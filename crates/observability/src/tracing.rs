//! Tracing/logging initialization.

use core::str::FromStr;

use serde::{Deserialize, Serialize};
use tracing_subscriber::EnvFilter;

/// Output format of the log lines.
#[derive(Debug, Clone, Copy, Default, PartialEq, Eq, Serialize, Deserialize)]
#[serde(rename_all = "lowercase")]
pub enum LogFormat {
    /// One JSON object per line (machine-readable).
    #[default]
    Json,
    /// Human-readable multi-line output for local use.
    Pretty,
}

impl FromStr for LogFormat {
    type Err = String;

    fn from_str(s: &str) -> Result<Self, Self::Err> {
        match s.trim().to_lowercase().as_str() {
            "json" => Ok(Self::Json),
            "pretty" => Ok(Self::Pretty),
            other => Err(format!("unknown log format {other:?} (expected json or pretty)")),
        }
    }
}

/// Initialize tracing/logging for the process.
///
/// Filtering is configurable via `RUST_LOG` (default `info`).
/// Safe to call multiple times (subsequent calls are no-ops).
pub fn init(format: LogFormat) {
    let filter = EnvFilter::try_from_default_env().unwrap_or_else(|_| EnvFilter::new("info"));

    let _ = match format {
        LogFormat::Json => tracing_subscriber::fmt()
            .with_env_filter(filter)
            .json()
            .with_timer(tracing_subscriber::fmt::time::SystemTime)
            .with_target(false)
            .try_init(),
        LogFormat::Pretty => tracing_subscriber::fmt()
            .with_env_filter(filter)
            .pretty()
            .with_target(false)
            .try_init(),
    };
}

#[cfg(test)]
mod tests {
    use super::*;

    #[test]
    fn parses_known_formats() {
        assert_eq!("JSON".parse::<LogFormat>().unwrap(), LogFormat::Json);
        assert_eq!(" pretty ".parse::<LogFormat>().unwrap(), LogFormat::Pretty);
        assert!("xml".parse::<LogFormat>().is_err());
    }

    #[test]
    fn init_twice_is_a_no_op() {
        init(LogFormat::Json);
        init(LogFormat::Pretty);
    }
}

********

Select all lines in the listing that include the word "Serialize".

» Task result
use serde::{Deserialize, Serialize};
#[derive(Debug, Clone, Copy, Default, PartialEq, Eq, Serialize, Deserialize)]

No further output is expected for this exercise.